WINTER LANDSCAPING on Philadelphia’s Main Line was mostly about preventive care. Which was why Mauricio Lopez, fifty-three, had winterized the sprinkler system way back in October and wrapped the young trees to protect them from frost. He’d also fertilized in advance of the first hard freeze. And he made sure to replenish the mulch as needed.
Mauricio insisted on using the leaves he raked up in the fall as mulch in the dead of winter, despite his employer’s wife telling him not to bother, that they could afford to buy a fresh supply. Mauricio told her it was not about the money; it was about the health of the roots beneath the freezing soil. The mulch acted as an insulating blanket. Nature supplied it for free. Why not use it?
Much of that work had been done, so Mauricio had little to do aside from occasionally pruning dead branches and brushing road salt away from the front-facing bushes. Otherwise, daily maintenance of the vast grounds was simply a matter of looking around for anything out of place.
And Mauricio saw something very out of place late Sunday morning.
Any foreign object on the ground almost always turned out to be an errant golf ball from the nearby country club. Sometimes the children in the neighborhood left a baseball or toy. Once Mauricio even found a hobbyist’s drone that had crash-landed near a birdbath. And occasionally, there were dead animals—birds, mostly. When Mauricio found them, he quickly disposed of the corpses. If the kids were around, they’d want to hold a funeral. Which was sweet, but it ate up a lot of his workday.

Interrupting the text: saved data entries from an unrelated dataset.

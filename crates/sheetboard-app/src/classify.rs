// Copyright 2026 Phillip Cloud
// Licensed under the Apache License, Version 2.0

use crate::dates::{cell_millis, days_away};
use crate::model::{CellValue, Row, normalize};
use crate::roles::ResolvedRoles;

pub const UNKNOWN_STATUS_RANK: u8 = 5;
pub const UNKNOWN_PRIORITY_RANK: u8 = 9;

#[derive(Debug, Clone, PartialEq, Eq)]
pub enum Status {
    Open,
    Hold,
    Done,
    Other(String),
}

impl Status {
    pub fn parse(value: &str) -> Self {
        match normalize(value).as_str() {
            "OPEN" => Self::Open,
            "HOLD" => Self::Hold,
            "DONE" => Self::Done,
            other => Self::Other(other.to_owned()),
        }
    }

    pub const fn rank(&self) -> u8 {
        match self {
            Self::Open => 0,
            Self::Hold => 1,
            Self::Done => 9,
            Self::Other(_) => UNKNOWN_STATUS_RANK,
        }
    }

    pub fn label(&self) -> &str {
        match self {
            Self::Open => "OPEN",
            Self::Hold => "HOLD",
            Self::Done => "DONE",
            Self::Other(value) => value,
        }
    }
}

#[derive(Debug, Clone, Copy, PartialEq, Eq)]
pub enum Priority {
    Hot,
    Normal,
    Low,
    Other,
}

impl Priority {
    pub fn parse(value: &str) -> Self {
        match normalize(value).as_str() {
            "HOT" => Self::Hot,
            "NORMAL" => Self::Normal,
            "LOW" => Self::Low,
            _ => Self::Other,
        }
    }

    pub const fn rank(self) -> u8 {
        match self {
            Self::Hot => 0,
            Self::Normal => 1,
            Self::Low => 2,
            Self::Other => UNKNOWN_PRIORITY_RANK,
        }
    }
}

#[derive(Debug, Clone, Copy, PartialEq, Eq, PartialOrd, Ord, Hash)]
pub enum Urgency {
    Clear,
    Yellow,
    Red,
}

impl Urgency {
    pub const fn label(self) -> &'static str {
        match self {
            Self::Clear => "clear",
            Self::Yellow => "yellow",
            Self::Red => "red",
        }
    }
}

/// Day thresholds for due-date colouring. Overdue dates have negative
/// `days_away` and always fall in the red band.
#[derive(Debug, Clone, Copy, PartialEq, Eq)]
pub struct UrgencyWindow {
    pub red_days: i64,
    pub yellow_days: i64,
}

impl Default for UrgencyWindow {
    fn default() -> Self {
        Self::WEEK
    }
}

impl UrgencyWindow {
    pub const WEEK: Self = Self {
        red_days: 7,
        yellow_days: 10,
    };

    pub const DUE_TODAY: Self = Self {
        red_days: 0,
        yellow_days: 11,
    };

    pub const fn new(red_days: i64, yellow_days: i64) -> Self {
        Self {
            red_days,
            yellow_days,
        }
    }

    pub const fn classify(&self, days_away: i64) -> Urgency {
        if days_away <= self.red_days {
            Urgency::Red
        } else if days_away <= self.yellow_days {
            Urgency::Yellow
        } else {
            Urgency::Clear
        }
    }

    pub fn classify_due(&self, due: Option<i64>, today: i64) -> Urgency {
        due.map_or(Urgency::Clear, |due| self.classify(days_away(due, today)))
    }
}

#[derive(Debug, Clone, PartialEq, Eq)]
pub struct RowClass {
    pub status: Option<Status>,
    pub status_rank: u8,
    pub priority_rank: u8,
    pub is_hot: bool,
    pub is_hold: bool,
    pub is_sample: bool,
    pub due: Option<i64>,
    pub urgency: Urgency,
    pub timestamp: Option<i64>,
}

pub fn classify_row(
    row: &Row,
    roles: &ResolvedRoles,
    window: &UrgencyWindow,
    today: i64,
) -> RowClass {
    let cell = move |index: Option<usize>| index.map(|index| row.cell(index));

    let status = cell(roles.status).map(|value| Status::parse(&value.raw_text()));
    let priority = cell(roles.priority).map(|value| Priority::parse(&value.raw_text()));
    let is_sample = cell(roles.samples).is_some_and(|value| value.normalized() == "YES");
    let due = cell(roles.needed_by).and_then(cell_millis);
    let timestamp = cell(roles.timestamp).and_then(cell_millis);

    RowClass {
        status_rank: status.as_ref().map_or(UNKNOWN_STATUS_RANK, Status::rank),
        is_hold: status == Some(Status::Hold),
        status,
        priority_rank: priority.map_or(UNKNOWN_PRIORITY_RANK, Priority::rank),
        is_hot: priority == Some(Priority::Hot),
        is_sample,
        urgency: if roles.needed_by.is_some() {
            window.classify_due(due, today)
        } else {
            Urgency::Clear
        },
        due,
        timestamp,
    }
}

pub fn status_value(row: &Row, roles: &ResolvedRoles) -> Option<String> {
    roles
        .status
        .map(|index| row.cell(index))
        .map(CellValue::normalized)
}
// Copyright 2026 Phillip Cloud
// Licensed under the Apache License, Version 2.0

use thiserror::Error;

/// Failure to turn one table id into a [`crate::Table`].
///
/// Date parsing has no variant here: unparseable dates degrade to an
/// absent value instead of failing the cycle.
#[derive(Debug, Clone, PartialEq, Eq, Error)]
pub enum SourceError {
    #[error("fetch failed for table {table_id}: {message}")]
    Fetch { table_id: String, message: String },

    #[error("no JSON payload in response for table {table_id}: {message}")]
    Format { table_id: String, message: String },

    #[error("unexpected payload for table {table_id}: {message}")]
    Schema { table_id: String, message: String },
}

impl SourceError {
    pub fn fetch(table_id: &str, message: impl Into<String>) -> Self {
        Self::Fetch {
            table_id: table_id.to_owned(),
            message: message.into(),
        }
    }

    pub fn format(table_id: &str, message: impl Into<String>) -> Self {
        Self::Format {
            table_id: table_id.to_owned(),
            message: message.into(),
        }
    }

    pub fn schema(table_id: &str, message: impl Into<String>) -> Self {
        Self::Schema {
            table_id: table_id.to_owned(),
            message: message.into(),
        }
    }

    pub const fn kind(&self) -> &'static str {
        match self {
            Self::Fetch { .. } => "fetch",
            Self::Format { .. } => "format",
            Self::Schema { .. } => "schema",
        }
    }

    pub fn table_id(&self) -> &str {
        match self {
            Self::Fetch { table_id, .. }
            | Self::Format { table_id, .. }
            | Self::Schema { table_id, .. } => table_id,
        }
    }
}

#[derive(Debug, Clone, Copy, PartialEq, Eq, Error)]
#[error("row {row} has {cells} cells but the table has {columns} columns")]
pub struct RowWidthError {
    pub row: usize,
    pub cells: usize,
    pub columns: usize,
}

#[cfg(test)]
mod tests {
    use super::{RowWidthError, SourceError};

    #[test]
    fn display_names_table_and_message() {
        let error = SourceError::format("1564470138", "no braces found");
        assert_eq!(error.kind(), "format");
        assert_eq!(error.table_id(), "1564470138");
        assert_eq!(
            error.to_string(),
            "no JSON payload in response for table 1564470138: no braces found"
        );
    }

    #[test]
    fn row_width_error_reports_counts() {
        let error = RowWidthError {
            row: 4,
            cells: 10,
            columns: 9,
        };
        assert_eq!(
            error.to_string(),
            "row 4 has 10 cells but the table has 9 columns"
        );
    }
}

This morning, he noticed a foreign object that was mostly buried in a flower bed. The only reason Mauricio saw it was that the low winter sun glimmered off its surface.

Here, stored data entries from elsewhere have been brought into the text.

// Copyright 2026 Phillip Cloud
// Licensed under the Apache License, Version 2.0

use serde::Deserialize;
use serde_json::Value;
use sheetboard_app::{CellValue, Column, SourceError, Table};

pub const SHARING_HINT: &str = "check that the sheet is shared as \"Anyone with link = Viewer\"";

/// The text between the first `{` and the last `}`, inclusive. The export
/// endpoint wraps its JSON in a comment and a callback.
pub fn extract_envelope(body: &str) -> Option<&str> {
    let start = body.find('{')?;
    let end = body.rfind('}')?;
    (end > start).then(|| &body[start..=end])
}

pub fn parse_response(table_id: &str, body: &str) -> Result<Table, SourceError> {
    let envelope = extract_envelope(body)
        .ok_or_else(|| SourceError::format(table_id, "response body holds no {...} object"))?;
    let payload: Value = serde_json::from_str(envelope)
        .map_err(|error| SourceError::format(table_id, format!("payload is not JSON: {error}")))?;
    if !payload.is_object() {
        return Err(SourceError::schema(table_id, "payload is not an object"));
    }

    let table = match payload.get("table") {
        Some(table) if !table.is_null() => table,
        _ => return Err(missing_table(table_id, &payload)),
    };

    let raw = RawTable::deserialize(table)
        .map_err(|error| SourceError::schema(table_id, format!("malformed table: {error}")))?;
    decode_table(table_id, raw)
}

fn missing_table(table_id: &str, payload: &Value) -> SourceError {
    let Ok(envelope) = ErrorEnvelope::deserialize(payload) else {
        return SourceError::schema(table_id, "payload has no `table` key");
    };
    if envelope.status.as_deref() != Some("error") {
        return SourceError::schema(table_id, "payload has no `table` key");
    }
    let message = envelope
        .errors
        .into_iter()
        .find_map(|error| {
            error
                .detailed_message
                .filter(|message| !message.is_empty())
                .or(error.message.filter(|message| !message.is_empty()))
        })
        .unwrap_or_else(|| "query failed".to_owned());
    SourceError::schema(table_id, format!("{message}; {SHARING_HINT}"))
}

fn decode_table(table_id: &str, raw: RawTable) -> Result<Table, SourceError> {
    let columns = raw
        .cols
        .into_iter()
        .map(|column| Column::new(column.label.unwrap_or_default()))
        .collect::<Vec<_>>();

    let mut rows = Vec::with_capacity(raw.rows.len());
    for (row_index, row) in raw.rows.into_iter().enumerate() {
        let cells = row
            .c
            .into_iter()
            .enumerate()
            .map(|(cell_index, cell)| {
                decode_cell(cell.and_then(|cell| cell.v)).ok_or_else(|| {
                    SourceError::schema(
                        table_id,
                        format!("row {row_index} cell {cell_index} holds a nested value"),
                    )
                })
            })
            .collect::<Result<Vec<_>, _>>()?;
        rows.push(cells);
    }

    Table::new(columns, rows).map_err(|error| SourceError::schema(table_id, error.to_string()))
}

fn decode_cell(value: Option<Value>) -> Option<CellValue> {
    match value {
        None | Some(Value::Null) => Some(CellValue::Empty),
        Some(Value::Number(number)) => {
            Some(number.as_f64().map_or(CellValue::Empty, CellValue::Number))
        }
        Some(Value::String(text)) if text.is_empty() => Some(CellValue::Empty),
        Some(Value::String(text)) => Some(CellValue::from_text(&text)),
        Some(Value::Bool(flag)) => Some(CellValue::Text(flag.to_string())),
        Some(Value::Array(_) | Value::Object(_)) => None,
    }
}

#[derive(Debug, Deserialize)]
struct RawTable {
    cols: Vec<RawColumn>,
    #[serde(default)]
    rows: Vec<RawRow>,
}

#[derive(Debug, Deserialize)]
struct RawColumn {
    #[serde(default)]
    label: Option<String>,
}

#[derive(Debug, Deserialize)]
struct RawRow {
    c: Vec<Option<RawCell>>,
}

#[derive(Debug, Deserialize)]
struct RawCell {
    #[serde(default)]
    v: Option<Value>,
}

#[derive(Debug, Deserialize)]
struct ErrorEnvelope {
    status: Option<String>,
    #[serde(default)]
    errors: Vec<ErrorDetail>,
}

#[derive(Debug, Deserialize)]
struct ErrorDetail {
    message: Option<String>,
    detailed_message: Option<String>,
}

A car, Mauricio thought. The older child had had an obsession with Matchbox sports cars last summer; this had to be one of them.
Mauricio knelt down, hearing his knee joints pop, and brushed away some of the frost and mulch covering the toy. But it wasn’t a little sports car buried in the flower bed.
Mauricio Lopez lived his life largely unplugged. He had a landline so Mrs. Hughes could reach him as needed, but he avoided “smart” devices. He did not own a computer, TV, or radio. He enjoyed reading books about ancient history. He liked to garden.
So when Mauricio arrived for work that morning, he had not heard the news about his employer. For all Mauricio knew, Mr. Hughes was preparing for this evening’s game. In fact, despite his closeness to the family, Mauricio Lopez might very well have been the only person in the tristate area who didn’t know Archie Hughes had been shot and killed in front of the art museum the night before.
But still, the sight of a gun caused him to tremble violently.